Quella della Pentecoste è una Chiesa aperta, che non teme, continuamente chiamata a dimorare in Babilonia. Una Chiesa senza confini; o meglio, secondo una suggestiva esegesi patristica di Sal 147,14, che "ha come confine solo la pace" (traduzione CEI: "Egli ha messo pace nei tuoi confini"); il che viene a dire: ovunque ci sia pace, là c'è Gerusalemme, là c'è Chiesa.

Per tutti, anche non credenti, la Pentecoste rimane un monito: l'attuale overdose comunicativa, che rischia di banalizzare tutte le parole e di ridurle al livello di rumore di sottofondo, impone il recupero del linguaggio dello Spirito, che - laicamente - si può tradurre come linguaggio del cuore, quella parte dell'uomo che è più profonda e intima, universale luogo di confronto tra culture e tradizioni diverse; e luogo di confronto con quell'Altro, che nel cuore umano comunque dimora.
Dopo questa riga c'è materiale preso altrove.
//! Tests for block data file operations: allocation, appends, range
//! reads, and removal.

use std::fs;

use tempfile::TempDir;

use crate::block::{BlockError, BlockManager};

fn manager(tmp: &TempDir) -> BlockManager {
    BlockManager::new(tmp.path())
}

#[test]
fn allocate_creates_fixed_size_file() {
    let tmp = TempDir::new().unwrap();
    let manager = manager(&tmp);

    manager.allocate_block(0, 1024).unwrap();

    let path = manager.block_path(0);
    assert!(path.ends_with("00000000.block"));
    assert_eq!(fs::metadata(&path).unwrap().len(), 1024);
}

#[test]
fn block_path_is_zero_padded() {
    let tmp = TempDir::new().unwrap();
    let manager = manager(&tmp);
    assert!(manager.block_path(42).ends_with("00000042.block"));
    assert!(manager.block_path(12_345_678).ends_with("12345678.block"));
}

#[test]
fn append_returns_byte_range_and_keeps_file_size() {
    let tmp = TempDir::new().unwrap();
    let manager = manager(&tmp);
    manager.allocate_block(0, 1024).unwrap();

    let (begin, end) = manager.append_record(0, 0, b"first record").unwrap();
    assert_eq!((begin, end), (0, 12));

    let (begin, end) = manager.append_record(0, end, b"second").unwrap();
    assert_eq!((begin, end), (12, 18));

    // Appends land inside the pre-allocated region.
    assert_eq!(fs::metadata(manager.block_path(0)).unwrap().len(), 1024);
}

#[test]
fn read_returns_exact_range() {
    let tmp = TempDir::new().unwrap();
    let manager = manager(&tmp);
    manager.allocate_block(0, 256).unwrap();

    manager.append_record(0, 0, b"abcdef").unwrap();
    manager.append_record(0, 6, b"ghijkl").unwrap();

    assert_eq!(manager.read_record(0, 0, 6).unwrap(), b"abcdef");
    assert_eq!(manager.read_record(0, 6, 12).unwrap(), b"ghijkl");
    assert_eq!(manager.read_record(0, 3, 9).unwrap(), b"defghi");
}

#[test]
fn read_past_file_end_is_corrupt() {
    let tmp = TempDir::new().unwrap();
    let manager = manager(&tmp);
    manager.allocate_block(0, 64).unwrap();

    let err = manager.read_record(0, 0, 65).unwrap_err();
    assert!(matches!(err, BlockError::Corrupt(_)));
}

#[test]
fn read_inverted_range_is_internal() {
    let tmp = TempDir::new().unwrap();
    let manager = manager(&tmp);
    manager.allocate_block(0, 64).unwrap();

    let err = manager.read_record(0, 10, 10).unwrap_err();
    assert!(matches!(err, BlockError::Internal(_)));
}

#[test]
fn remove_is_idempotent() {
    let tmp = TempDir::new().unwrap();
    let manager = manager(&tmp);
    manager.allocate_block(0, 64).unwrap();

    manager.remove_block(0).unwrap();
    assert!(!manager.block_path(0).exists());

    // Second removal of a missing file is not an error.
    manager.remove_block(0).unwrap();
}

#[test]
fn append_to_missing_block_is_io_error() {
    let tmp = TempDir::new().unwrap();
    let manager = manager(&tmp);

    let err = manager.append_record(7, 0, b"data").unwrap_err();
    assert!(matches!(err, BlockError::Io(_)));
}

#[test]
fn oversized_record_spills_past_allocation() {
    let tmp = TempDir::new().unwrap();
    let manager = manager(&tmp);
    manager.allocate_block(0, 8).unwrap();

    let payload = vec![0xAA; 32];
    let (begin, end) = manager.append_record(0, 0, &payload).unwrap();
    assert_eq!((begin, end), (0, 32));
    assert_eq!(fs::metadata(manager.block_path(0)).unwrap().len(), 32);
    assert_eq!(manager.read_record(0, 0, 32).unwrap(), payload);
}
Dio è per il pluralismo, perché esso garantisce l'umiltà di tutti, credenti compresi. Esso richiede il dialogo e la capacità di parlare la lingua dell'altro. Parlare la lingua dell'altro non significa rinunziare alla propria identità, e nemmeno ricercare una "sintesi delle identità", che oggi sembra affascinare molti occidentali. Spigolando qua e là dalle tradizioni e dalle religioni, si ha l'impressione di crearsi una sovraidentità transculturale o transreligiosa che apre gli orizzonti e mette al riparo dalle miopie di appartenenze eccessivamente calcate. La strada è per l'appunto opposta. Che ciascuno dimori nel cuore della propria identità, e da lì si metta autenticamente in ascolto e in rapporto con gli altri.

Il cristiano ha oggi il compito di collocarsi, comprendersi e vivere sempre più profondamente nel mistero di Cristo, laddove si effonde in permanenza il dono dello Spirito, che lo costituisce testimone autentico, in grado di parlare al cuore di ogni uomo.